Roberto didn't like the sound of that. He wasn't under arrest, but he was forced to go with them anyway. He should want to help them, but he was filled with an uncontrollable compulsion to stay with the old lady.

Suddenly, the ambulance doors swung closed. As it drove away, lights flashing, there was a sharp pain in Roberto's chest, like a cord snapping between him and her.
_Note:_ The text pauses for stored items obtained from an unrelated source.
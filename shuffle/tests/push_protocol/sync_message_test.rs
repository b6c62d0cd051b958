use std::time::Duration;

use shuffle::error::ErrorKind;
use shuffle::protocol::{PushDataHandshake, RegionFinish, RegionStart, RpcRequest};
use shuffle::shuffle_error;
use shuffle::test_utils::client::{create_test_client, test_config, wait_until};
use shuffle::test_utils::transport::{PushBehavior, framed_buffer};
use shuffle::types::PartitionMode;
use telemetry::init_test_tracing;
use tokio::time::{sleep, timeout};

use super::{PUSH_PORT, location_a, location_b, task};

#[tokio::test]
async fn handshake_sends_encoded_request_and_releases_its_slot() {
    init_test_tracing();
    let test = create_test_client(test_config());
    let connection = test.transport.connection("worker-a", PUSH_PORT);

    test.client
        .handshake(task(), &location_a(), 8, 65536)
        .await
        .unwrap();

    assert_eq!(
        connection.rpc_requests(),
        vec![RpcRequest::Handshake(PushDataHandshake {
            mode: PartitionMode::Primary,
            shuffle_key: "app-test-1".to_string(),
            partition_unique_id: "3-0".to_string(),
            attempt_id: 0,
            num_partitions: 8,
            buffer_size: 65536,
        })]
    );
    assert_eq!(test.client.in_flight_batches(task()), 0);
}

#[tokio::test]
async fn region_messages_carry_region_details() {
    init_test_tracing();
    let test = create_test_client(test_config());
    let connection = test.transport.connection("worker-a", PUSH_PORT);

    let new_location = test
        .client
        .region_start(task(), &location_a(), 2, true)
        .await
        .unwrap();
    test.client.region_finish(task(), &location_a()).await.unwrap();

    assert_eq!(new_location, None);
    assert_eq!(
        connection.rpc_requests(),
        vec![
            RpcRequest::RegionStart(RegionStart {
                mode: PartitionMode::Primary,
                shuffle_key: "app-test-1".to_string(),
                partition_unique_id: "3-0".to_string(),
                attempt_id: 0,
                current_region_index: 2,
                is_broadcast: true,
            }),
            RpcRequest::RegionFinish(RegionFinish {
                mode: PartitionMode::Primary,
                shuffle_key: "app-test-1".to_string(),
                partition_unique_id: "3-0".to_string(),
                attempt_id: 0,
            }),
        ]
    );
}

#[tokio::test]
async fn transient_rpc_failures_are_retried() {
    init_test_tracing();
    let test = create_test_client(test_config());
    let connection = test.transport.connection("worker-a", PUSH_PORT);
    connection.respond_to_rpc(Err(shuffle_error!(ErrorKind::RpcTimeout, "Timed out")));
    connection.respond_to_rpc(Err(shuffle_error!(ErrorKind::RpcTimeout, "Timed out")));

    test.client.region_finish(task(), &location_a()).await.unwrap();

    assert_eq!(connection.rpc_requests().len(), 3);
    assert_eq!(test.client.in_flight_batches(task()), 0);
}

#[tokio::test]
async fn non_retryable_rpc_failure_aborts_after_one_attempt() {
    init_test_tracing();
    let test = create_test_client(test_config());
    let connection = test.transport.connection("worker-a", PUSH_PORT);
    connection.respond_to_rpc(Err(shuffle_error!(
        ErrorKind::ProtocolError,
        "Worker rejected request"
    )));

    let err = test
        .client
        .region_finish(task(), &location_a())
        .await
        .unwrap_err();

    assert_eq!(err.kind(), ErrorKind::RpcFailed);
    assert!(err.has_kind(ErrorKind::ProtocolError));
    assert_eq!(connection.rpc_requests().len(), 1);
    assert_eq!(test.client.in_flight_batches(task()), 0);
}

#[tokio::test]
async fn exhausted_connect_retries_surface_connection_error() {
    init_test_tracing();
    let mut config = test_config();
    config.push.retry.max_retries = 2;
    let test = create_test_client(config);
    test.transport.fail_next_connects("worker-a", PUSH_PORT, 10);

    let err = test
        .client
        .handshake(task(), &location_a(), 1, 1024)
        .await
        .unwrap_err();

    assert_eq!(err.kind(), ErrorKind::ConnectionFailed);
    assert_eq!(test.transport.connect_count(), 3);
    assert_eq!(test.client.in_flight_batches(task()), 0);
}

#[tokio::test]
async fn messages_for_ended_mapper_are_skipped() {
    init_test_tracing();
    let test = create_test_client(test_config());
    test.client.mapper_end_tracker().mark_ended(task());

    test.client
        .handshake(task(), &location_a(), 1, 1024)
        .await
        .unwrap();
    let new_location = test
        .client
        .region_start(task(), &location_a(), 0, false)
        .await
        .unwrap();
    test.client.region_finish(task(), &location_a()).await.unwrap();

    assert_eq!(new_location, None);
    assert_eq!(test.transport.connect_count(), 0);
}

#[tokio::test]
async fn message_to_new_endpoint_waits_for_pushes_on_previous_one() {
    init_test_tracing();
    let test = create_test_client(test_config());
    let connection_a = test.transport.connection("worker-a", PUSH_PORT);
    let connection_b = test.transport.connection("worker-b", PUSH_PORT);
    connection_a.set_push_behavior(PushBehavior::Hold);

    test.client
        .push_data(task(), &location_a(), 0, framed_buffer(b"data"))
        .await
        .unwrap();

    let handshake = tokio::spawn({
        let client = test.client.clone();
        async move { client.handshake(task(), &location_b(), 1, 1024).await }
    });

    sleep(Duration::from_millis(100)).await;
    assert!(!handshake.is_finished());
    assert!(connection_b.rpc_requests().is_empty());

    assert!(connection_a.acknowledge(1));
    handshake.await.unwrap().unwrap();

    assert_eq!(connection_b.rpc_requests().len(), 1);
    assert_eq!(test.client.in_flight_batches(task()), 0);
}

#[tokio::test]
async fn message_to_current_endpoint_proceeds_while_push_switches_away() {
    init_test_tracing();
    let test = create_test_client(test_config());
    let connection_a = test.transport.connection("worker-a", PUSH_PORT);
    let connection_b = test.transport.connection("worker-b", PUSH_PORT);
    connection_a.set_push_behavior(PushBehavior::Hold);

    test.client
        .push_data(task(), &location_a(), 0, framed_buffer(b"data"))
        .await
        .unwrap();

    let switched = tokio::spawn({
        let client = test.client.clone();
        async move {
            client
                .push_data(task(), &location_b(), 0, framed_buffer(b"moved"))
                .await
        }
    });
    sleep(Duration::from_millis(50)).await;
    assert!(!switched.is_finished());

    let handshake = tokio::spawn({
        let client = test.client.clone();
        async move { client.handshake(task(), &location_a(), 1, 1024).await }
    });
    timeout(Duration::from_secs(1), handshake)
        .await
        .expect("handshake on the bound endpoint was blocked by the switch")
        .unwrap()
        .unwrap();

    assert_eq!(connection_a.rpc_requests().len(), 1);
    assert!(!switched.is_finished());
    assert!(connection_b.pushes().is_empty());

    assert!(connection_a.acknowledge(1));
    let accepted = timeout(Duration::from_secs(1), switched)
        .await
        .expect("switch did not complete once the previous endpoint drained")
        .unwrap()
        .unwrap();

    assert_eq!(accepted, 21);
    connection_b.wait_for_pushes(1).await;
    assert_eq!(connection_b.pushed_batch_ids(), vec![2]);
    assert!(test.client.first_error(task()).is_none());
}

#[tokio::test]
async fn recorded_push_failure_is_not_retried_by_messages() {
    init_test_tracing();
    let test = create_test_client(test_config());
    let connection_a = test.transport.connection("worker-a", PUSH_PORT);
    let connection_b = test.transport.connection("worker-b", PUSH_PORT);
    connection_a.set_push_behavior(PushBehavior::Hold);

    test.client
        .push_data(task(), &location_a(), 0, framed_buffer(b"data"))
        .await
        .unwrap();
    connection_a.complete(
        1,
        Err(shuffle_error!(ErrorKind::RpcTimeout, "Worker did not answer")),
    );
    wait_until(|| test.client.first_error(task()).is_some()).await;
    let connects_before = test.transport.connect_count();

    let err = test
        .client
        .handshake(task(), &location_b(), 1, 1024)
        .await
        .unwrap_err();

    assert_eq!(err.kind(), ErrorKind::PushDataFailed);
    assert!(err.has_kind(ErrorKind::RpcTimeout));
    assert_eq!(test.transport.connect_count(), connects_before + 1);
    assert!(connection_b.rpc_requests().is_empty());
}

#[tokio::test]
async fn shutdown_stops_retrying() {
    init_test_tracing();
    let test = create_test_client(test_config());
    test.client.shutdown();

    let err = test
        .client
        .region_finish(task(), &location_a())
        .await
        .unwrap_err();

    assert_eq!(err.kind(), ErrorKind::Cancelled);
    assert_eq!(test.transport.connect_count(), 0);
}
What just happened? He was released. Himself again. The compulsion to protect her was gone.

"I can go now," he told the officer.

He got in the back of the car, mentally preparing himself for interrogation. Police were police, even if they were Canadian. What if he had incriminating chemicals all over his body from the explosion? They had 'caught him' at the scene of the crime, and the real criminal sounded like a made-up story. Who seemed the more likely suspect, a young foreigner in custody, or a limping white-haired pappy who had disappeared?

"Are you okay back there?" the first officer asked.

"I'm fine. Don't worry."

The driver gave Roberto an odd look in the rear-view mirror.

Roberto took a deep breath and tried to let it out slowly. In North America you were innocent until proven guilty, and nobody said the O.P.P. were corrupt; but of all the things that had happened since he flew into Toronto, this ride to the police station was by far the scariest.